▶ What you will do: Please report every line from the material that contains the word "usize".

▶ Data supplied:
========
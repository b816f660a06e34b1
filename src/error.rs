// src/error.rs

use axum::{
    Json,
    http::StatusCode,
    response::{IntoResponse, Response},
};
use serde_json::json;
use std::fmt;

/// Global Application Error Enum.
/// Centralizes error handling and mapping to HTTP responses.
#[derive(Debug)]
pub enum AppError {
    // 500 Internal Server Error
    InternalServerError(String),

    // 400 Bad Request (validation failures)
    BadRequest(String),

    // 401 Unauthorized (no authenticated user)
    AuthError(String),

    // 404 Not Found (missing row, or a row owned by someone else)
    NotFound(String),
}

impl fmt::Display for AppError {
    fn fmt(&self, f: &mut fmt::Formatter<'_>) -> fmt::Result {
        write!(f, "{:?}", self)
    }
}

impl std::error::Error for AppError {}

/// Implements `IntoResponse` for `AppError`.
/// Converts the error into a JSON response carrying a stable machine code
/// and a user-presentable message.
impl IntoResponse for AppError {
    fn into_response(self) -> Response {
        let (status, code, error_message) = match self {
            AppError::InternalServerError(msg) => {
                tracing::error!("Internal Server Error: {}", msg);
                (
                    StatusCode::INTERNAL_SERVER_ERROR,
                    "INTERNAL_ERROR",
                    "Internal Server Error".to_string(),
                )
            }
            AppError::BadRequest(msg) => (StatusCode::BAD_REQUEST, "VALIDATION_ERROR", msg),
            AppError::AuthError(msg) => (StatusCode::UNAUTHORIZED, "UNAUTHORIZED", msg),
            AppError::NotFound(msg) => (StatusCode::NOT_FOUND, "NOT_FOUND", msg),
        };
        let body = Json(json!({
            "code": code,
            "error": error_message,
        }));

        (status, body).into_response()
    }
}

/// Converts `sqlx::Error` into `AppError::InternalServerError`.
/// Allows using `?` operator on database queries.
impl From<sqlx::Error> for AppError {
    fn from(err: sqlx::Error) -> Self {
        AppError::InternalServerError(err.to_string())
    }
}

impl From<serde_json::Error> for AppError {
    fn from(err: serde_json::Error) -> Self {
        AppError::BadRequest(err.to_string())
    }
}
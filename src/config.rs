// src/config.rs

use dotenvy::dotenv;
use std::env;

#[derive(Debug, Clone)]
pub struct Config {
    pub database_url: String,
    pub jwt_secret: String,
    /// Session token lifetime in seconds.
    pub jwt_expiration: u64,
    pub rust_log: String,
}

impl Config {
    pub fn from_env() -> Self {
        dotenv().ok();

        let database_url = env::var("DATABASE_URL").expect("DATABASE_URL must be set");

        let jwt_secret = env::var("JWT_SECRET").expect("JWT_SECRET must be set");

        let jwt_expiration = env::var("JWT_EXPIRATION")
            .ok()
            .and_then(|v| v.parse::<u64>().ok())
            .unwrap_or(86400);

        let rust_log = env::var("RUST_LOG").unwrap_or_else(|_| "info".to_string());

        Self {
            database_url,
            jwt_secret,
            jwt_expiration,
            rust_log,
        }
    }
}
========
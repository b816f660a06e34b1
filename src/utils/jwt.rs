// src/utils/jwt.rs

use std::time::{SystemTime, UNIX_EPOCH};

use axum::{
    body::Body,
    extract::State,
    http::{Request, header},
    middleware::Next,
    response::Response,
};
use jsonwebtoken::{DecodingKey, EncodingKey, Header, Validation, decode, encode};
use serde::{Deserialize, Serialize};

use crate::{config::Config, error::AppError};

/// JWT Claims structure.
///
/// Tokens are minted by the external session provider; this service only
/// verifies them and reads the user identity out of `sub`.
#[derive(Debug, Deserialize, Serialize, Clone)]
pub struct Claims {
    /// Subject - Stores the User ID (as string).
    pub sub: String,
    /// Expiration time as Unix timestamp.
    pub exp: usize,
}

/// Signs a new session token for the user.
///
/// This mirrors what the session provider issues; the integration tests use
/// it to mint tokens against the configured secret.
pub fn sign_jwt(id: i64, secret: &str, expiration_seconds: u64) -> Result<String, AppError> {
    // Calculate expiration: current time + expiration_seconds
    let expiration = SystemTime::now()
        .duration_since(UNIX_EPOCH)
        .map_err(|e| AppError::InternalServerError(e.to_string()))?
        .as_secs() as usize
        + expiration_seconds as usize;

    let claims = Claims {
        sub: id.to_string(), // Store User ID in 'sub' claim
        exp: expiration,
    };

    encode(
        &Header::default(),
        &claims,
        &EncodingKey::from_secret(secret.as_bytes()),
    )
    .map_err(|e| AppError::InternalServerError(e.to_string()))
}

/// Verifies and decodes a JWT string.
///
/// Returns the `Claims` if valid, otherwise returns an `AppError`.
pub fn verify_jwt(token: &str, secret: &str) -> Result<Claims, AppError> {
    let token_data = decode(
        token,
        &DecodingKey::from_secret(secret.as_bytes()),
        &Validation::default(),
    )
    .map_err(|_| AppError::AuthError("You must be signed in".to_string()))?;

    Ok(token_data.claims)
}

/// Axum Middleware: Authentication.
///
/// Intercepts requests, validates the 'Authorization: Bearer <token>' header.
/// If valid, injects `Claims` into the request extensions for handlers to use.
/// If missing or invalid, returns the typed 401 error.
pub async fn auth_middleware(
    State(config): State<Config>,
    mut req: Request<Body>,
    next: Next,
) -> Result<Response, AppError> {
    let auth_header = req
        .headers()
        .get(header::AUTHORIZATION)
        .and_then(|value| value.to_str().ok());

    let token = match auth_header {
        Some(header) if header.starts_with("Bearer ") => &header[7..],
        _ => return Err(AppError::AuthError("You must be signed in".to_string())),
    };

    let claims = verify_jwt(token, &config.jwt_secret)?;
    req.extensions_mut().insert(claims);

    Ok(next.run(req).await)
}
========
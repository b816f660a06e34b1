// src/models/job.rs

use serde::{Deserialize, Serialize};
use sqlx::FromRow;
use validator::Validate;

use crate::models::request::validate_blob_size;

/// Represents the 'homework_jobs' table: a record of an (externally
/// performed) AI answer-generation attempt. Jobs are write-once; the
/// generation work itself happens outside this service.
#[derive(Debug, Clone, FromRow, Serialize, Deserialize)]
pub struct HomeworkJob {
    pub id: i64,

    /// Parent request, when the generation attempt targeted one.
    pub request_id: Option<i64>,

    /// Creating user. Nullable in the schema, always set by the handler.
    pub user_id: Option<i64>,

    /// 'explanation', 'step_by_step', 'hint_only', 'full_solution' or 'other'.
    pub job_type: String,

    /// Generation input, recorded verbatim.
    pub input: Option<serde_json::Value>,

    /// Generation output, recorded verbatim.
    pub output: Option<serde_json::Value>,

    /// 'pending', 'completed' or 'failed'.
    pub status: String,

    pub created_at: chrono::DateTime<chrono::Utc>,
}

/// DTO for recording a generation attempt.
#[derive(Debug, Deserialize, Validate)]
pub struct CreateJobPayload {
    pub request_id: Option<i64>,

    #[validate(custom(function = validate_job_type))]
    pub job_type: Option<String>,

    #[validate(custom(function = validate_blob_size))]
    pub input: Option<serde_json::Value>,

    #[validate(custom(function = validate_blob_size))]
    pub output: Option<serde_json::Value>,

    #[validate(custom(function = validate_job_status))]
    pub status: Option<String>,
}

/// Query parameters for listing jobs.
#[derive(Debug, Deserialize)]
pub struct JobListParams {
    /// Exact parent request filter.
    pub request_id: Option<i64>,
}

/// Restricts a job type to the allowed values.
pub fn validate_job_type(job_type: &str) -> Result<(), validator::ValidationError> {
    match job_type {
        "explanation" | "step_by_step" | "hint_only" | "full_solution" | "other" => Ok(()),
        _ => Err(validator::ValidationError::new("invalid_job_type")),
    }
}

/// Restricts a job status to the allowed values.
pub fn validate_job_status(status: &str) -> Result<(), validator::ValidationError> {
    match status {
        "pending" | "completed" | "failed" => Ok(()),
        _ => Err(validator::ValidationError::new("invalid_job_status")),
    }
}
========
▶ Your solution:
    pub exp: usize,
        .as_secs() as usize
        + expiration_seconds as usize;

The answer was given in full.